:: Recorded data ::
::::
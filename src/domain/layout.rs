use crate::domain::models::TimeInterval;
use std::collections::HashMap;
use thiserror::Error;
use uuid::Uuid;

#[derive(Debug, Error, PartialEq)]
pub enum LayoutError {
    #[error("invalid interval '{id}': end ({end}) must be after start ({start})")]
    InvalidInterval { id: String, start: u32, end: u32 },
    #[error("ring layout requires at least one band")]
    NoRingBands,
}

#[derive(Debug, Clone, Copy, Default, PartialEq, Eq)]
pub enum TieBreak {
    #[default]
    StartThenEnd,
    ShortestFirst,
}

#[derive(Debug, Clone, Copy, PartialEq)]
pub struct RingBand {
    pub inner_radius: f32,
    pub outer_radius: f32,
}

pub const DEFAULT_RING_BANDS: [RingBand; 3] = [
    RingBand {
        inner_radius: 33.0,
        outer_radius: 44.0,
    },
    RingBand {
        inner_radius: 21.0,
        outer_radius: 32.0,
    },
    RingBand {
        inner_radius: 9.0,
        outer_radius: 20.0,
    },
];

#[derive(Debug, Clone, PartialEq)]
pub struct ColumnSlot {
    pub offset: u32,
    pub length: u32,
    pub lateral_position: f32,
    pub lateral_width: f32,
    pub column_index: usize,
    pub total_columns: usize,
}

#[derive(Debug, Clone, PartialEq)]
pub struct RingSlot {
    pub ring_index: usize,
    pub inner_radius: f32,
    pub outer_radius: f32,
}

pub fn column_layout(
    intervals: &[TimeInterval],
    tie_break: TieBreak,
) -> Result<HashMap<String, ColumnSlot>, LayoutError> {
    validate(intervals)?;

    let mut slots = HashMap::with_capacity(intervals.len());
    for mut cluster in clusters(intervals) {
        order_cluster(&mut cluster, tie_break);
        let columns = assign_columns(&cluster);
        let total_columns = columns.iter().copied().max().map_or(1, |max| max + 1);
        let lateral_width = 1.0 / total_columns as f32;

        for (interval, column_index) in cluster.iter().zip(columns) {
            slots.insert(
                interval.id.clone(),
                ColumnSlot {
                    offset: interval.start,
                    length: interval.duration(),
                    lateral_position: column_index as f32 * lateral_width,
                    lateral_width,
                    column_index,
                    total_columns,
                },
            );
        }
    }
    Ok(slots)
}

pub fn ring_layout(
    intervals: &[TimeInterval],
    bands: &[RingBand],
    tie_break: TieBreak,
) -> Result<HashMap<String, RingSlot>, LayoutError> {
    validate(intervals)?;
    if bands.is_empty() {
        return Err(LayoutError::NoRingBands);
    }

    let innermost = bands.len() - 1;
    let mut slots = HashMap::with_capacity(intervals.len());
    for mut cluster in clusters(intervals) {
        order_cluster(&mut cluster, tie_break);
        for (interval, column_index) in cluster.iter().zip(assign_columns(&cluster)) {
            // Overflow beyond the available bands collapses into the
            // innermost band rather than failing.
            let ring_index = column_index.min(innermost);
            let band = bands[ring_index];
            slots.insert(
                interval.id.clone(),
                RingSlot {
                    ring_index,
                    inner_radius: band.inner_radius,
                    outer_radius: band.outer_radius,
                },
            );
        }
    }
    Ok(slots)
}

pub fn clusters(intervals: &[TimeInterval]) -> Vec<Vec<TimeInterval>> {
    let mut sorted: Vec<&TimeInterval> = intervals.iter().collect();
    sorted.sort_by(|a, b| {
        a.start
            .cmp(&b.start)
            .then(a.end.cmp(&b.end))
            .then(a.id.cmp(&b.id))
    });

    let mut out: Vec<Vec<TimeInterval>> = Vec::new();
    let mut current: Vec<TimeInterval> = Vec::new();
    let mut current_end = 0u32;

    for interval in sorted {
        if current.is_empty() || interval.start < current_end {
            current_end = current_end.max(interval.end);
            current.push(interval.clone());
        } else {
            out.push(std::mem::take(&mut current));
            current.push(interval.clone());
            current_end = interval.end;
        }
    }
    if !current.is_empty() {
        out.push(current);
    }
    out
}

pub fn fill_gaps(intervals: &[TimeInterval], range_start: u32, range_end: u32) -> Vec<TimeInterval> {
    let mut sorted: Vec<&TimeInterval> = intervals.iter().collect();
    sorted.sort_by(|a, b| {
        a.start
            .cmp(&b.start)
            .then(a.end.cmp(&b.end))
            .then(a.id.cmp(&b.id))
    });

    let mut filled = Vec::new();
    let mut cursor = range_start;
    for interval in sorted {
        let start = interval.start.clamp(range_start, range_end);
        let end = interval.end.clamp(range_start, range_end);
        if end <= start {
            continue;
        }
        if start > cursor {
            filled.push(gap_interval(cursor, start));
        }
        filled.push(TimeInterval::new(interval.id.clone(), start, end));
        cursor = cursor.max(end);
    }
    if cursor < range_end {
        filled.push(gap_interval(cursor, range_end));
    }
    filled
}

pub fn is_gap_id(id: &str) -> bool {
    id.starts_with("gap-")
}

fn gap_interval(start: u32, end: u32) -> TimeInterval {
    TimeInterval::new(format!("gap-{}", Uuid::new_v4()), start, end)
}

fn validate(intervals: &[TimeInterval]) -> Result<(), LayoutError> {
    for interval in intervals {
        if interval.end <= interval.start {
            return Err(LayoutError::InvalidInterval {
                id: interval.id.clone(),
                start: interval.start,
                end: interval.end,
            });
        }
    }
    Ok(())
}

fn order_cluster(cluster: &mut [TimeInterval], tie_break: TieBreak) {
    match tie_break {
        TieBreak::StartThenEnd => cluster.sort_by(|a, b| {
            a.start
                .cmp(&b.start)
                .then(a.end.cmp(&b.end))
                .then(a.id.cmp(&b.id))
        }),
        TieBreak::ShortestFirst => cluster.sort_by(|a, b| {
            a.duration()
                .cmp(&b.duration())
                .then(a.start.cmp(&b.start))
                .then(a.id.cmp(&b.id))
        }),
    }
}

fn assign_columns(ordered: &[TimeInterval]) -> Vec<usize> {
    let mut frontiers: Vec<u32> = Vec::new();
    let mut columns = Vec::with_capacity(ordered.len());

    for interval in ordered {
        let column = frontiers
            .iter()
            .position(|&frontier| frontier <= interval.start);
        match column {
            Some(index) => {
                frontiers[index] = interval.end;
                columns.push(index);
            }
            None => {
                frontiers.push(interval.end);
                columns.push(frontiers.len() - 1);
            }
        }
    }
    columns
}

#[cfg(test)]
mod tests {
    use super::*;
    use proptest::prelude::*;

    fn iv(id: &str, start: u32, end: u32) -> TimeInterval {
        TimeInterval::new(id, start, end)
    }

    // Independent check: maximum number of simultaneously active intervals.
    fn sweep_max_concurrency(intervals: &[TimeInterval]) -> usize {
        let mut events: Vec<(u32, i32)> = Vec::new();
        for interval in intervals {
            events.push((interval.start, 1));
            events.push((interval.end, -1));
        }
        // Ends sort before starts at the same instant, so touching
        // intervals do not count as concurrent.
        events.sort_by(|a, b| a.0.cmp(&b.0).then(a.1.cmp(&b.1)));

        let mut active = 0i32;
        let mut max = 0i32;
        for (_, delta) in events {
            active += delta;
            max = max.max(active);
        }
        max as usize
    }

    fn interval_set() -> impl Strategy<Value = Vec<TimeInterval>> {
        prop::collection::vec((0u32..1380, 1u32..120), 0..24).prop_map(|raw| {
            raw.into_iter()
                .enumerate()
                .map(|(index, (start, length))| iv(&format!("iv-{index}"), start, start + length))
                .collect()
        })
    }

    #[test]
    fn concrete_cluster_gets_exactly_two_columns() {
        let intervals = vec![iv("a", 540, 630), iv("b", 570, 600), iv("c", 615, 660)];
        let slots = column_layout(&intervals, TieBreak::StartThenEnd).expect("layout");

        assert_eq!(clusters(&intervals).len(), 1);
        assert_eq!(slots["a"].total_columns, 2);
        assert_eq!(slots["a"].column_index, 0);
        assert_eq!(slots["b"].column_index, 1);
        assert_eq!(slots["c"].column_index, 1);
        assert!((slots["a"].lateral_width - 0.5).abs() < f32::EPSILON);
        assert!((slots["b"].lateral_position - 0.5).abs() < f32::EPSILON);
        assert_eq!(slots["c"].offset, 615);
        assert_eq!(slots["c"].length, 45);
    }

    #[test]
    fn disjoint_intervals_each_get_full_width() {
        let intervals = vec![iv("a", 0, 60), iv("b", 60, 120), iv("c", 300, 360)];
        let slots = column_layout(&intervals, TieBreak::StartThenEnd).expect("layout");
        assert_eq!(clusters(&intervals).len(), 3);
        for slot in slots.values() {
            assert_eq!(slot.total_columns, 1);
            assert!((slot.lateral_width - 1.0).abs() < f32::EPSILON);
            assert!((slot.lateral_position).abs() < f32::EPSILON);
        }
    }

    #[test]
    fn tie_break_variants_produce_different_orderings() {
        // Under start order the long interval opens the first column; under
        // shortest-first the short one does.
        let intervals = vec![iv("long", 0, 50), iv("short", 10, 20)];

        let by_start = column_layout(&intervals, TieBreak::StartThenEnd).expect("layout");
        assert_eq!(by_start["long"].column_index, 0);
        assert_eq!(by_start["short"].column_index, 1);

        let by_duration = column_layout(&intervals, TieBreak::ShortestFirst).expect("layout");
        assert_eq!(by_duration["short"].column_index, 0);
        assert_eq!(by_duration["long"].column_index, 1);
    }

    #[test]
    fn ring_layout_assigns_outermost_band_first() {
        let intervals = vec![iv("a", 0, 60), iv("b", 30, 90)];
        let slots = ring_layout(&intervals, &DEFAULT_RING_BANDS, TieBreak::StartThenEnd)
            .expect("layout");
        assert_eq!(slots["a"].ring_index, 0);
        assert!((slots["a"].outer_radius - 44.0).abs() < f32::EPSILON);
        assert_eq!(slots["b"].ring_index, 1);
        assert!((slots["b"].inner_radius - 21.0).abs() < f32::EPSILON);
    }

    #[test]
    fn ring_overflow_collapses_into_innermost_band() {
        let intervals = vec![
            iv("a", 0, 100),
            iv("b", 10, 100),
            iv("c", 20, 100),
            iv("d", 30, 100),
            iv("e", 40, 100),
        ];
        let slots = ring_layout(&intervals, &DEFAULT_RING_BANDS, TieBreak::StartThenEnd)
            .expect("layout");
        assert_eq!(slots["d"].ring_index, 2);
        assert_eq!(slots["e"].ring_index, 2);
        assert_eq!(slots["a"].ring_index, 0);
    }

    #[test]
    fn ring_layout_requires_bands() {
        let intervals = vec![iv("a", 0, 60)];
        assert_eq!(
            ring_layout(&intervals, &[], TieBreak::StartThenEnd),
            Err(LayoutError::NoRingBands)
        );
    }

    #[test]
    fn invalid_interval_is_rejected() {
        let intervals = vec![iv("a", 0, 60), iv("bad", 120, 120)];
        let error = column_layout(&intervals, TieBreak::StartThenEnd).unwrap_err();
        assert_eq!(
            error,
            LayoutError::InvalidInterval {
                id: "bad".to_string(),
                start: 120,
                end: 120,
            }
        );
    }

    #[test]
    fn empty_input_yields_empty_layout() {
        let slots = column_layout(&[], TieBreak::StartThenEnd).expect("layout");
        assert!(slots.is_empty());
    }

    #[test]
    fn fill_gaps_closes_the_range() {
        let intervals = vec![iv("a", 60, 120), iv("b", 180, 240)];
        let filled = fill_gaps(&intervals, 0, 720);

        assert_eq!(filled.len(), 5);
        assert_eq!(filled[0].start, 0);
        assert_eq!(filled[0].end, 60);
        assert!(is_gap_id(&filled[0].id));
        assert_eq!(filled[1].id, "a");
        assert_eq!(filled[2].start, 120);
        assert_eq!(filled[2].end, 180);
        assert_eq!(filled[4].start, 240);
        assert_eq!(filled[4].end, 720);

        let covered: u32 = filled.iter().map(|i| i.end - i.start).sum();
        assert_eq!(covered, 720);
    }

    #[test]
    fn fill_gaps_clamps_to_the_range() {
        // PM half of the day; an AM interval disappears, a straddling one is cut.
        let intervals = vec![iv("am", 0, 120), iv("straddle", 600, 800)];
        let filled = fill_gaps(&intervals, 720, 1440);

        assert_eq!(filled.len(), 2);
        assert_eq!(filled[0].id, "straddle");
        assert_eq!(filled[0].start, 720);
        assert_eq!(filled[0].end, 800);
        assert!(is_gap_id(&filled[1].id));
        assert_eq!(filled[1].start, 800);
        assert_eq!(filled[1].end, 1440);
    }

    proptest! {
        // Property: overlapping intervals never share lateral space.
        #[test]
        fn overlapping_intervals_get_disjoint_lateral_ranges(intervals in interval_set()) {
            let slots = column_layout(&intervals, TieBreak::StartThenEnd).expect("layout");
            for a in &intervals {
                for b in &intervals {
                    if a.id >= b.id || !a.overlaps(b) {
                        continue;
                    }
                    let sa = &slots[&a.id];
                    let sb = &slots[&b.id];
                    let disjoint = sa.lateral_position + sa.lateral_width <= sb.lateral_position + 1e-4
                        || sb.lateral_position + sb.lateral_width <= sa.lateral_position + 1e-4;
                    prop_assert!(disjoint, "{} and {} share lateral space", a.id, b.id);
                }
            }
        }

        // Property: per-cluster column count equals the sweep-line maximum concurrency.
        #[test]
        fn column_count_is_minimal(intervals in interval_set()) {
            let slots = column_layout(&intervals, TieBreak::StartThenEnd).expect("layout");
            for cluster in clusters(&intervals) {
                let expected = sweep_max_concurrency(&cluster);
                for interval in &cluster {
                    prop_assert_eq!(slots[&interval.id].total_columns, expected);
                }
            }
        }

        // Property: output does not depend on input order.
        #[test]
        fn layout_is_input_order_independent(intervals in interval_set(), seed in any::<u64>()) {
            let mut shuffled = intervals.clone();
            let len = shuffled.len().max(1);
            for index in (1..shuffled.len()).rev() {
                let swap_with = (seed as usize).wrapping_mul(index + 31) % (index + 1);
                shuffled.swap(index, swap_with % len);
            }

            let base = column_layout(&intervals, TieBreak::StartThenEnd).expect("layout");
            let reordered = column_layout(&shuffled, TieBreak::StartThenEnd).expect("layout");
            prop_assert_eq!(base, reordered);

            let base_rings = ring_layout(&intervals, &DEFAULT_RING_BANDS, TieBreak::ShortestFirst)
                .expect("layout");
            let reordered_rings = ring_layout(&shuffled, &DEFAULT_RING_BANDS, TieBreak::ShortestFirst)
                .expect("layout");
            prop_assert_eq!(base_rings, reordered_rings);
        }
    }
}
::::
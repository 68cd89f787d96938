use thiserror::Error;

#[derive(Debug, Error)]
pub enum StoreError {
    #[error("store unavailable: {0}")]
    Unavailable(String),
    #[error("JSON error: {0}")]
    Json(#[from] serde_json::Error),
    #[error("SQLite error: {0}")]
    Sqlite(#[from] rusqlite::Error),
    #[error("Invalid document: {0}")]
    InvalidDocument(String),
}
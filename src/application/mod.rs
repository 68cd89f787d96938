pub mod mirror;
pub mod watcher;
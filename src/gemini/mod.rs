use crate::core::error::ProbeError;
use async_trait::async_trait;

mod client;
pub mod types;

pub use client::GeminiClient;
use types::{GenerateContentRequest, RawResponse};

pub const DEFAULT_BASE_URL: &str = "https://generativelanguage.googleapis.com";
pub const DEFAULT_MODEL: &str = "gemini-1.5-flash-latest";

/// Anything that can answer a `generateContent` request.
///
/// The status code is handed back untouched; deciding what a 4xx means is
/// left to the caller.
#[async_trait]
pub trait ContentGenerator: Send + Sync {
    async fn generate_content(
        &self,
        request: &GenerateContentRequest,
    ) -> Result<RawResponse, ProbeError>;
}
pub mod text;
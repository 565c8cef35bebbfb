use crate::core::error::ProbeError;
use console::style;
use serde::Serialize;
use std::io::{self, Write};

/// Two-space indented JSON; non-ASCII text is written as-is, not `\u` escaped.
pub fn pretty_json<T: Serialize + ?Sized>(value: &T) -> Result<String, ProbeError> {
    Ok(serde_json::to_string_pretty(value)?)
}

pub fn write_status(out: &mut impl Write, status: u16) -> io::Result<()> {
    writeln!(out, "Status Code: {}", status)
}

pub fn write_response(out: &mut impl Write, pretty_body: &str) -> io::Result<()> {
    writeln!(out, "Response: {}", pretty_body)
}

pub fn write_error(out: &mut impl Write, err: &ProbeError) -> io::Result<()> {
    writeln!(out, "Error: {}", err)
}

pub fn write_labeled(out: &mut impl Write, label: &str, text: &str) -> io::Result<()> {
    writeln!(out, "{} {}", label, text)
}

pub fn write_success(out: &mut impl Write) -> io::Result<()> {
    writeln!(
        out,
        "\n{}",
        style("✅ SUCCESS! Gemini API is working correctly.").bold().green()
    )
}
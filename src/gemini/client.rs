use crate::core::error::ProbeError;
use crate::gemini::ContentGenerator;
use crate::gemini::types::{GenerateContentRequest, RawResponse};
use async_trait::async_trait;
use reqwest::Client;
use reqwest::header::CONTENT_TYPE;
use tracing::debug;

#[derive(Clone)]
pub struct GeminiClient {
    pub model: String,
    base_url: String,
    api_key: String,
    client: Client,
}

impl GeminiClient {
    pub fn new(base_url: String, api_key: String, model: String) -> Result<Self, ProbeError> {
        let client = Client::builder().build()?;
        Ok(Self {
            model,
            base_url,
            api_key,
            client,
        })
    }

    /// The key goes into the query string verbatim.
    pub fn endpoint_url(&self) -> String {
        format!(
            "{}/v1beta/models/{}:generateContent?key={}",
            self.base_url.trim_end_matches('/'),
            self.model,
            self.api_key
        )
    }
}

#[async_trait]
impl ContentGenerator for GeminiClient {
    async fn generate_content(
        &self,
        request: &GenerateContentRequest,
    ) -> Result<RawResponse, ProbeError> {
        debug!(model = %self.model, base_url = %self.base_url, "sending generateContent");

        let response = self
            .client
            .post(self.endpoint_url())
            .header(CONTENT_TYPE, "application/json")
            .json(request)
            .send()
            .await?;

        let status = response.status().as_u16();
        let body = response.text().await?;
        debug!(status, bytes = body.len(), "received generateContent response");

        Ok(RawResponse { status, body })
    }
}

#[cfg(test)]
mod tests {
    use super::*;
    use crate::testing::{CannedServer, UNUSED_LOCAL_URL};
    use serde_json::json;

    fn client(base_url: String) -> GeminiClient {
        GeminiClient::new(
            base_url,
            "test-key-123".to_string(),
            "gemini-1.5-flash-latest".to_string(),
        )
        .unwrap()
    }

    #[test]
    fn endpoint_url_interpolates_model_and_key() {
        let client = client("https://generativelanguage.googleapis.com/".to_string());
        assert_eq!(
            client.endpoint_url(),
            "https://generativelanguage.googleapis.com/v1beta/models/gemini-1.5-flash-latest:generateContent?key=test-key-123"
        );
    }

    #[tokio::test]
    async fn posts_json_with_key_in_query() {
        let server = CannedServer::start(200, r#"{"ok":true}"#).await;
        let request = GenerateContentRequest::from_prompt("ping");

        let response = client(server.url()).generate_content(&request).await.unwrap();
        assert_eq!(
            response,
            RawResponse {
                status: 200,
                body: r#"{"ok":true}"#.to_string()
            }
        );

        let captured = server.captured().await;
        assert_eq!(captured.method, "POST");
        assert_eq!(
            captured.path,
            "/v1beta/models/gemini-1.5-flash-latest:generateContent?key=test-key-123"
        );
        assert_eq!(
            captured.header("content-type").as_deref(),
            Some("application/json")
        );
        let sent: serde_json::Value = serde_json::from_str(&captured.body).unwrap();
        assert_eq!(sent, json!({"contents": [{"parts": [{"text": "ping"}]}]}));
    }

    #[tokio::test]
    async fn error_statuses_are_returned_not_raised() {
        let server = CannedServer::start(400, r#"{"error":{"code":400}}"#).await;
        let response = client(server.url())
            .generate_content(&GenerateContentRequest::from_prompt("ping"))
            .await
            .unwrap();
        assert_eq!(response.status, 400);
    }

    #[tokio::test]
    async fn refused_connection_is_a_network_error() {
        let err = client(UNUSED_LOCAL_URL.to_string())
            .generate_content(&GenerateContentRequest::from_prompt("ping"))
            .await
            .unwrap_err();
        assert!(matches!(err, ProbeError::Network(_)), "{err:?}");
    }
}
::::
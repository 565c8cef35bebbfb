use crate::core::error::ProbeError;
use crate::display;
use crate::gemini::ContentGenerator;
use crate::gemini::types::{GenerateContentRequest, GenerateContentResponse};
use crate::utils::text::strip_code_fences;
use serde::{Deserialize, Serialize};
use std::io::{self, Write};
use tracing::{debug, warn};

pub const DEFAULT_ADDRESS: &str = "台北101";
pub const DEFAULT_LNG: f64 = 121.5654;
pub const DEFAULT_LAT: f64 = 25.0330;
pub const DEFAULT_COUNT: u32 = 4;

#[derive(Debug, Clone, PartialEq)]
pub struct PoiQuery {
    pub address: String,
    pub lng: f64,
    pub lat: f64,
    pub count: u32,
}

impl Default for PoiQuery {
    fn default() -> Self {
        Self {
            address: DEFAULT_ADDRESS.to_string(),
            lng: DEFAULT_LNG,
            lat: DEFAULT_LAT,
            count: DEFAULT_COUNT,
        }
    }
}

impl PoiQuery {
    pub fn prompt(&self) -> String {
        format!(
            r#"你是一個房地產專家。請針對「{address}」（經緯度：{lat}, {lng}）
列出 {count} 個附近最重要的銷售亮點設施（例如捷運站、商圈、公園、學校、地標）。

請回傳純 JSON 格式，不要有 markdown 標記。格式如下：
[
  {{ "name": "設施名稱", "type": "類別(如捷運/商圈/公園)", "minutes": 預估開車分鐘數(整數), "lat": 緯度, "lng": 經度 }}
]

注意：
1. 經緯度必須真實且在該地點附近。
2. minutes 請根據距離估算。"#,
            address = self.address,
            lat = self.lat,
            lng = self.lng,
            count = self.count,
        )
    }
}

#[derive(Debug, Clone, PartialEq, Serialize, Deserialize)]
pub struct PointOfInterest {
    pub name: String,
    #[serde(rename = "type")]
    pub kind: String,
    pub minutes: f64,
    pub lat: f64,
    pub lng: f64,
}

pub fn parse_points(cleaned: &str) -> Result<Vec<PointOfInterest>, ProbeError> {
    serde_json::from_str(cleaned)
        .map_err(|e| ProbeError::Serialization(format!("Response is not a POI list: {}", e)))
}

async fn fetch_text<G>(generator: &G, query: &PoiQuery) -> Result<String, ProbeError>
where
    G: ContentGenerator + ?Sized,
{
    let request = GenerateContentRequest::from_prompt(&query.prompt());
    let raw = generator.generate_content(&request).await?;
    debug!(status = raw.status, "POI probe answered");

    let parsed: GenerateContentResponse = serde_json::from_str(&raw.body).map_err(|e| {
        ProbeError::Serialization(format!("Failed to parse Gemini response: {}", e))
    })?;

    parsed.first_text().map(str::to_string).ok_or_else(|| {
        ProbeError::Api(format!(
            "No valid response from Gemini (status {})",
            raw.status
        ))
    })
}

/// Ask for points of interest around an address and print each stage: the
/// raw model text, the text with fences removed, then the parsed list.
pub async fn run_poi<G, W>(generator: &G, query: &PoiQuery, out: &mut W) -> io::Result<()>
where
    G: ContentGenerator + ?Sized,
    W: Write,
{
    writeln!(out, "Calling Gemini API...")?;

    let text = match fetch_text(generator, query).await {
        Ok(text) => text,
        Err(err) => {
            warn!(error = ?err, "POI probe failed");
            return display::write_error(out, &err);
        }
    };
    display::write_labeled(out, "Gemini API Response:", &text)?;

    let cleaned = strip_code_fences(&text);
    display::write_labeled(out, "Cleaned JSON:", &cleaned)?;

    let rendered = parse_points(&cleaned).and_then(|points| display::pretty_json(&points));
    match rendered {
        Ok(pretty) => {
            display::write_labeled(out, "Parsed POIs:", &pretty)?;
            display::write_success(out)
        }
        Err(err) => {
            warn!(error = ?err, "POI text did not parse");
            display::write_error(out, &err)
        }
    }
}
::::
:: Exercise instructions ::
Copy word for word the stretch of entries above from the line that has "filename src/domain/layout.rs" through the line that has "pub enum LayoutError", both ends included, and nothing outside it.

:: Task response ::
filename src/domain/layout.rs
use crate::domain::models::TimeInterval;
use std::collections::HashMap;
use thiserror::Error;
use uuid::Uuid;

#[derive(Debug, Error, PartialEq)]
pub enum LayoutError {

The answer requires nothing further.